What you need to know today about the virus outbreak
Distressing images of morgue trucks in New York City, taking away the rising number of dead from the new coronavirus, have underscored the latest grim projections for the entire country.
Experts warned that there could be 100,000 to 240,000 deaths in the U.S. even if social distancing guidelines are maintained. America now has more than 4,000 dead from the outbreak.
Here are some of AP’s top stories Wednesday on the world’s coronavirus pandemic. Follow APNews.com/VirusOutbreak for updates through the day and APNews.com/UnderstandingtheOutbreak for stories explaining some of its complexities.
WHAT’S HAPPENING TODAY:
— Florida officials were locked in a standoff with two cruise ships steaming toward the coast as more coronavirus hot spots flared around the country and embattled New York City used forklifts to load bodies onto refrigerated trucks in plain view outside overwhelmed hospitals.

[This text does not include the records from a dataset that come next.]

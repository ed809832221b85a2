//! Process-level runtime support for Plinth servers: layered configuration
//! and tracing/logging initialization.

pub mod config;
pub mod logging;
pub mod paths;

pub use config::{
    default_logging_config, AppConfig, AppConfigProvider, CliArgs, LoggingConfig, Section,
    ServerConfig,
};
pub use logging::init_logging_from_config;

— Donald Trump, the self-styled “wartime president” is enjoying the high ratings of his briefings and boasting they’re up there with that of TV’s “The Bachelor.” Meanwhile, on the streets of the country, people are recoiling in the wake of each passing stranger’s exhalation.
— The IRS and the Treasury Department say Americans will start receiving their economic impact checks in the next three weeks. AP’s business team sets out what you need to do to get your check.
— Facing intense surges in the need for hospital ICU beds, European nations are on a building and hiring spree, throwing together makeshift hospitals and shipping coronavirus patients out of overwhelmed cities. The key question is whether they will be able to find enough healthy medical staff to make it all work.
— The coronavirus pandemic couldn’t come at a worse time for rural communities across the U.S. that have lost their hospitals. Nearly 200 small-town hospitals have closed nationwide since 2005, often forcing residents to drive much farther for health care. Last year was the worst yet for shutdowns, and officials say hundreds more rural hospitals are endangered by the pandemic.
WHAT YOU NEED TO KNOW:
For most people, the coronavirus causes mild or moderate symptoms, such as fever and cough that clear up in two to three weeks. For some, especially older adults and people with existing health problems, it can cause more severe illness, including pneumonia and death. The vast majority of people recover.
Here are the symptoms of the virus compared with the common flu.
One of the best ways to prevent spread of the virus is washing your hands with soap and water. The U.S. Centers for Disease Control and Prevention recommends first washing with warm or cold water and then lathering soap for 20 seconds to get it on the backs of hands, between fingers and under fingernails before rinsing off.
You should wash your phone, too. Here’s how.
TRACKING THE VIRUS: Drill down and zoom in at the individual county level, and you can access numbers that will show you the situation where you are, and where loved ones or people you’re worried about live.
— 27,000: U.S. companies shed 27,000 jobs in March, according to a private survey, a figure that mostly reflected the economy as it stood before the full impact of the viral outbreak.
IN OTHER NEWS:
— UN-BAAAAA-LIEVABLE: With humans sheltering indoors to escape the new coronavirus, mountain goats are taking advantage of the peace and space to roam in frisky clumps through the streets of Llandudno, a town in North Wales.
— DIG, PLANT, BREATHE: As spring’s arrival in the Northern Hemisphere coincides with government stay-at-home orders, the itch to get outside has turned backyard gardens into a getaway for the mind in chaotic times.